We got a taste of it in 1996. Tropical storm Arthur opened the season on June 20 with heavy rains and wind on the North Carolina coast. Hurricane Bertha followed on July 12, making landfall just a few miles from the area where Florence hit this year.

Even though Bertha had weakened to category 1 status, her 90 mph winds caused building damage and a great deal of tree debris all over the city. Mounds of branches and trash graced every street for weeks. Electric power was out in most neighborhoods, and even after it was restored, outages occurred daily. Residents were warned about shady contractors, who swarmed into town in battered pickup trucks, promising roof repairs and collecting down payments but delivering only substandard work or no work at all.

As the debris piles diminished slowly through summer, a new threat approached from the Caribbean. Hurricane Fran made landfall in the same place as Bertha, again as a weak hurricane but with an astonishing amount of destruction. Area flooding and wind damage caused the trash mounds, some still around from Bertha, to build to full height again.

Food and gas were difficult to find among the boarded-up stores. Classes at the University of North Carolina at Wilmington were at a standstill. The National Guard and units sent by the Charleston Police had to maintain public or-der.

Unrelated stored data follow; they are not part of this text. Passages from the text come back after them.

//! Checkout Page Component
//!
//! Three-step flow: Shipping -> Payment -> Review.

use leptos::prelude::*;
use leptos::task::spawn_local;
use leptos::ev::MouseEvent;
use storefront_core::{CheckoutSnapshot, CheckoutStep, OrderTotals, PaymentMethod, ShippingInfo};

use crate::browser::{self, BrowserStorage};
use crate::components::{place_order, OrderDraft, OrderSummary, ShippingForm, StepIndicator};
use crate::config;
use crate::context::{use_app_context, View};
use crate::store::{use_app_store, AppStateStoreFields};
use crate::tracking;

const PAYMENT_METHODS: [PaymentMethod; 2] = [PaymentMethod::CashOnDelivery, PaymentMethod::Online];

#[component]
pub fn CheckoutPage() -> impl IntoView {
    let ctx = use_app_context();
    let store = use_app_store();
    let cfg = config::get();

    let snapshot = CheckoutSnapshot::load(&BrowserStorage::Session).unwrap_or_default();
    let step = RwSignal::new(snapshot.step);
    let shipping = RwSignal::new(snapshot.shipping);
    let payment = RwSignal::new(snapshot.payment_method);
    let (placing, set_placing) = signal(false);

    let totals = Memo::new(move |_| {
        OrderTotals::compute(&store.cart().read(), None, cfg.flat_shipping_rate, cfg.free_shipping_threshold)
    });

    {
        let items = store.cart().get_untracked();
        tracking::begin_checkout(&items, totals.get_untracked().total);
    }

    // Survive a reload or sign-in redirect
    Effect::new(move |_| {
        let snapshot = CheckoutSnapshot {
            step: step.get(),
            shipping: shipping.get(),
            payment_method: payment.get(),
            ..CheckoutSnapshot::load(&BrowserStorage::Session).unwrap_or_default()
        };
        if let Err(e) = snapshot.save(&BrowserStorage::Session) {
            log::debug!("checkout: snapshot not saved: {}", e);
        }
    });

    let continue_to_payment = move |_: MouseEvent| match shipping.with(|s| s.validate()) {
        Ok(()) => step.set(CheckoutStep::Payment),
        Err(message) => browser::alert(&message),
    };

    let submit = move |_: MouseEvent| {
        if placing.get() {
            return;
        }
        let draft = OrderDraft {
            items: store.cart().get(),
            shipping: shipping.get(),
            payment_method: payment.get(),
            coupon: None,
            shipping_rate: cfg.flat_shipping_rate,
        };
        set_placing.set(true);
        spawn_local(async move {
            match place_order(draft).await {
                Ok(order) => ctx.navigate(View::OrderPlaced {
                    order_number: order.order_number,
                    pin: order.tracking_pin,
                }),
                Err(message) => {
                    log::warn!("checkout: {}", message);
                    browser::alert(&message);
                    set_placing.set(false);
                }
            }
        });
    };

    let step_labels: Vec<&'static str> = CheckoutStep::ALL.iter().map(|s| s.label()).collect();
    let step_index = Signal::derive(move || step.get().index());

    view! {
        <section class="checkout">
            <h1>"Checkout"</h1>
            <StepIndicator labels=step_labels current=step_index />
            <Show
                when=move || !store.cart().read().is_empty()
                fallback=move || view! {
                    <p class="empty">"Your cart is empty."</p>
                    <button class="btn" on:click=move |_| ctx.navigate(View::home())>"Back to shop"</button>
                }
            >
                <div class="checkout-body">
                    <div class="checkout-step">
                        {move || match step.get() {
                            CheckoutStep::Shipping => view! {
                                <h2>"Shipping address"</h2>
                                <ShippingForm shipping=shipping />
                                <div class="step-actions">
                                    <button class="btn" on:click=move |_| ctx.navigate(View::Cart)>"Back to cart"</button>
                                    <button class="btn btn-primary" on:click=continue_to_payment>"Continue to payment"</button>
                                </div>
                            }.into_any(),
                            CheckoutStep::Payment => view! {
                                <h2>"Payment method"</h2>
                                <PaymentOptions payment=payment />
                                <div class="step-actions">
                                    <button class="btn" on:click=move |_| step.update(|s| *s = s.prev())>"Back"</button>
                                    <button class="btn btn-primary" on:click=move |_| step.update(|s| *s = s.next())>"Review order"</button>
                                </div>
                            }.into_any(),
                            CheckoutStep::Review => view! {
                                <h2>"Review"</h2>
                                <ReviewDetails shipping=shipping payment=payment />
                                <div class="step-actions">
                                    <button class="btn" on:click=move |_| step.update(|s| *s = s.prev())>"Back"</button>
                                    <button class="btn btn-primary" disabled=move || placing.get() on:click=submit>
                                        {move || if placing.get() { "Placing order..." } else { "Place order" }}
                                    </button>
                                </div>
                            }.into_any(),
                        }}
                    </div>
                    <aside>
                        <OrderSummary totals=totals />
                    </aside>
                </div>
            </Show>
        </section>
    }
}

/// Cash on delivery / online radio group
#[component]
pub fn PaymentOptions(payment: RwSignal<PaymentMethod>) -> impl IntoView {
    view! {
        <div class="payment-options">
            {PAYMENT_METHODS.iter().map(|&method| view! {
                <label class="radio">
                    <input
                        type="radio"
                        name="payment"
                        value=method.as_str()
                        prop:checked=move || payment.get() == method
                        on:change=move |_| payment.set(method)
                    />
                    {method.label()}
                </label>
            }).collect_view()}
            {config::get().test_mode.then(|| view! {
                <p class="notice">"Test mode: online payments are simulated."</p>
            })}
        </div>
    }
}

/// Read-only recap of address, payment and cart
#[component]
pub fn ReviewDetails(shipping: RwSignal<ShippingInfo>, payment: RwSignal<PaymentMethod>) -> impl IntoView {
    let store = use_app_store();
    let shipping = shipping.get_untracked();
    let address = [
        shipping.address_line1.clone(),
        shipping.address_line2.clone(),
        format!("{}, {} {}", shipping.city, shipping.state, shipping.postal_code),
    ]
    .into_iter()
    .filter(|line| !line.trim().is_empty())
    .collect::<Vec<_>>()
    .join(", ");

    view! {
        <div class="review">
            <p><strong>{shipping.full_name.clone()}</strong> " · " {shipping.email.clone()} " · " {shipping.phone.clone()}</p>
            <p>{address}</p>
            <p>"Payment: " {move || payment.get().label()}</p>
            <ul class="review-items">
                <For
                    each=move || store.cart().get()
                    key=|item| item.id.clone()
                    children=|item| view! {
                        <li>{item.name.clone()} " × " {item.quantity}</li>
                    }
                />
            </ul>
        </div>
    }
}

Wilmington is in a difficult geographic location. The flat coast curves out into the Atlantic Ocean at Cape Fear. This puts it in the path of passing storms and places the ocean to the south as well as east of the city. To the west, U.S. 76 crosses swampland that floods easily. The only other exit away from the coast is Interstate 40 going north, but that highway is surrounded by low-lying floodplains too. Those are currently under water. So are many streets in town, elevated just a few feet above ocean level.

There aren’t thousands of residents stranded in a football dome, like in New Orleans after Katrina 2005. But Wilmington, cut off on all sides by water, deserves massive help from its Georgia neighbors anyway.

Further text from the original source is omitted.